UN report: HIV infections on rise globally, most cases in Africa
www.chinaview.cn 2006-11-21 20:13:02

    BEIJING, Nov. 21 (Xinhuanet) --The global HIV epidemic is growing, leaving an estimated 39.5 million people worldwide infected with the deadly virus, a United Nations report said in Geneva Tuesday.

    Nearly 40 million adults and children are infected worldwide and the most striking increases in new cases have been in east Asia, eastern Europe and central Asia, mainly due to drug use and unsafe sex, the UN's AIDS epidemic updated report said.

    Sub-Saharan Africa still bears the brunt of the AIDS scourge, with 24.7 million or nearly two-thirds of people living with HIV globally, according to the report.

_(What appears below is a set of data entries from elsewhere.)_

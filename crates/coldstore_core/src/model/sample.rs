//! Sample and sample-kind records.

use chrono::{Datelike, Days, NaiveDate};
use serde::{Deserialize, Serialize};

/// Last year whose dates still serialize as four-digit `YYYY-MM-DD` text.
///
/// Past it chrono writes `+YYYYY-MM-DD`, which breaks the text ordering the
/// tray search relies on.
pub const MAX_STORABLE_YEAR: i32 = 9999;

/// Returns whether `date` can be stored and compared as ISO text.
pub fn is_storable_date(date: NaiveDate) -> bool {
    (0..=MAX_STORABLE_YEAR).contains(&date.year())
}

/// Identifier of a stored specimen.
pub type SampleId = i64;

/// Identifier of a sample-kind reference row.
pub type SampleKindId = i64;

/// Reference category defining how long a sample stays usable.
#[derive(Debug, Clone, PartialEq, Eq, Serialize, Deserialize)]
pub struct SampleKind {
    pub id: SampleKindId,
    /// Display label (`samplekind.text`).
    pub label: String,
    /// Number of days a sample of this kind remains usable from creation.
    pub valid_days: u32,
}

impl SampleKind {
    /// Computes the expiration date of a sample of this kind created on
    /// `created_on`.
    ///
    /// Returns `None` when the result falls past year 9999.
    pub fn expiration_from(&self, created_on: NaiveDate) -> Option<NaiveDate> {
        created_on
            .checked_add_days(Days::new(u64::from(self.valid_days)))
            .filter(|date| is_storable_date(*date))
    }
}

/// A stored specimen.
///
/// `expiration_date` is fixed at creation and never rewritten.
#[derive(Debug, Clone, PartialEq, Eq, Serialize, Deserialize)]
pub struct Sample {
    pub id: SampleId,
    pub kind_id: SampleKindId,
    pub expiration_date: NaiveDate,
}

#[cfg(test)]
mod tests {
    use super::{is_storable_date, SampleKind};
    use chrono::NaiveDate;

    #[test]
    fn expiration_adds_valid_days() {
        let kind = SampleKind {
            id: 1,
            label: "blood".to_string(),
            valid_days: 10,
        };
        let created = NaiveDate::from_ymd_opt(2024, 1, 1).unwrap();
        assert_eq!(
            kind.expiration_from(created),
            NaiveDate::from_ymd_opt(2024, 1, 11)
        );
    }

    #[test]
    fn expiration_with_zero_days_is_creation_date() {
        let kind = SampleKind {
            id: 2,
            label: "plasma".to_string(),
            valid_days: 0,
        };
        let created = NaiveDate::from_ymd_opt(2024, 2, 29).unwrap();
        assert_eq!(kind.expiration_from(created), Some(created));
    }

    #[test]
    fn expiration_past_year_9999_is_refused() {
        let created = NaiveDate::from_ymd_opt(9999, 12, 21).unwrap();
        let last_day = SampleKind {
            id: 3,
            label: "serum".to_string(),
            valid_days: 10,
        };
        assert_eq!(
            last_day.expiration_from(created),
            NaiveDate::from_ymd_opt(9999, 12, 31)
        );

        let one_more = SampleKind {
            valid_days: 11,
            ..last_day
        };
        assert_eq!(one_more.expiration_from(created), None);

        let huge = SampleKind {
            id: 4,
            label: "tissue".to_string(),
            valid_days: 3_000_000,
        };
        let today = NaiveDate::from_ymd_opt(2024, 1, 1).unwrap();
        assert_eq!(huge.expiration_from(today), None);
    }

    #[test]
    fn storable_dates_stop_at_four_digit_years() {
        assert!(is_storable_date(NaiveDate::from_ymd_opt(9999, 12, 31).unwrap()));
        assert!(!is_storable_date(NaiveDate::from_ymd_opt(10000, 1, 1).unwrap()));
        assert!(!is_storable_date(NaiveDate::from_ymd_opt(-1, 1, 1).unwrap()));
    }
}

    "In the past two years, the number of people living with HIV increased in every region in the world," said the report which largely drew comparisons with adjusted figures for 2004 rather than 2005, due to changes in methodology and data.

    Of the 2.9 million global deaths from AIDS last year, 2.1 million occurred in Africa, heart of the 25-year-old epidemic.

    Some 4.3 million people across the globe became infected with HIV this year, with a heavy concentration among young people, bringing the total number of people with the killer disease to an estimated 39.5 million. Africa recorded 2.8 million new infections this year.

    Life expectancy for women in Zimbabwe is now among the lowest in the world at 34 years, while for men it is 37 years.

    In Asia, an estimated 8.6 million people are living with HIV, an increase of nearly one million, and 630,000 people died from AIDS-related illnesses in the vast region this year.

    "In a short quarter of a century AIDS has drastically changed our world," UN Secretary General Kofi Annan said at a staff meeting in Geneva.

     However, he said improvement in treatment, more resources and higher political commitment over the past 10 years gave rise to optimism.